Meteorological history
- Formed: 3 January 1970
- Dissipated: 19 January 1970

Category 3 severe tropical cyclone
- 10-minute sustained (BOM)
- Highest winds: 150 km/h (90 mph)
- Lowest pressure: 962 hPa (mbar); 28.41 inHg

Category 2-equivalent tropical cyclone
- 1-minute sustained (SSHWS/JTWC)
- Highest winds: 155 km/h (100 mph)

Overall effects
- Fatalities: 14
- Damage: A$12 million
- Areas affected: Queensland
- IBTrACS
- Part of the 1969–70 South Pacific and Australian region cyclone seasons

= Cyclone Ada =

1970 tropical cyclone

Severe Tropical Cyclone Ada was a small but intense tropical cyclone that severely impacted the Whitsunday Region of Queensland, Australia, in January 1970. It has been described as a defining event in the history of the Whitsunday Islands, and was the most damaging storm in the mainland town of Proserpine's history at the time. Forming over the far eastern Coral Sea in early January, the weather disturbance that would become Ada remained weak and disorganised for nearly two weeks as it slowly moved in a clockwise loop. Accelerating toward the southwest, the system was named Ada on 15 January. All observations of the fledgling cyclone were made remotely with weather satellite imagery until it passed over an automated weather station on 16 January. The extremely compact cyclone, with a gale radius of just 55 km, intensified into a Category 3 severe tropical cyclone just before striking the Whitsunday Islands at 14:00 UTC on 17 January. At 18:30 UTC, Ada's eye crossed the coast at Shute Harbour. The cyclone made little inland progress before stalling northwest of Mackay and dissipating on 19 January.

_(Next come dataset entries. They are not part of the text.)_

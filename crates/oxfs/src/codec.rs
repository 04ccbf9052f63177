//! Fixed-width big-endian encoding for the on-volume structs.

use alloc::format;
use serde::de::DeserializeOwned;
use serde::Serialize;

use crate::error::{FsError, Result};

fn config() -> impl bincode::config::Config {
    bincode::config::standard()
        .with_big_endian()
        .with_fixed_int_encoding()
}

pub fn encode_into<T: Serialize>(value: &T, dst: &mut [u8]) -> Result<usize> {
    bincode::serde::encode_into_slice(value, dst, config())
        .map_err(|e| FsError::Codec(format!("{:?}", e)))
}

pub fn decode<T: DeserializeOwned>(src: &[u8]) -> Result<T> {
    bincode::serde::decode_from_slice(src, config())
        .map(|(value, _)| value)
        .map_err(|e| FsError::Codec(format!("{:?}", e)))
}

Ada devastated several resort islands in the Whitsundays, in some cases destroying virtually all facilities and guest cabins. The biggest resort, located on Daydream Island, was obliterated, with similar destruction seen on South Molle, Hayman, and Long islands; since most boats docked on these islands were destroyed, hundreds of tourists in these resorts became stranded and required emergency rescue. Based on the severity of the damage, wind gusts were later estimated at 220 km/h . As Ada moved ashore, most homes were damaged or destroyed in communities near the storm's landfall point, including Cannonvale, Airlie Beach, and Shute Harbour. Extreme rainfall totals as high as 1250 mm caused massive river flooding in coastal waterways between Bowen and Mackay. The floodwaters washed out roads and left some locations isolated for days. Offshore, seven people were missing and presumed dead after their fishing trawler encountered the cyclone. Ada killed a total of 14 people, including 11 at sea, and caused A$12 million in damage. The cyclone revealed inadequacies in the warning broadcast system, and served as the impetus for enhanced cyclone awareness programs that have been credited with saving lives in subsequent cyclones. In January 2020, on the 50th anniversary of the disaster, a memorial to the storm victims was erected along the shoreline at Airlie Beach.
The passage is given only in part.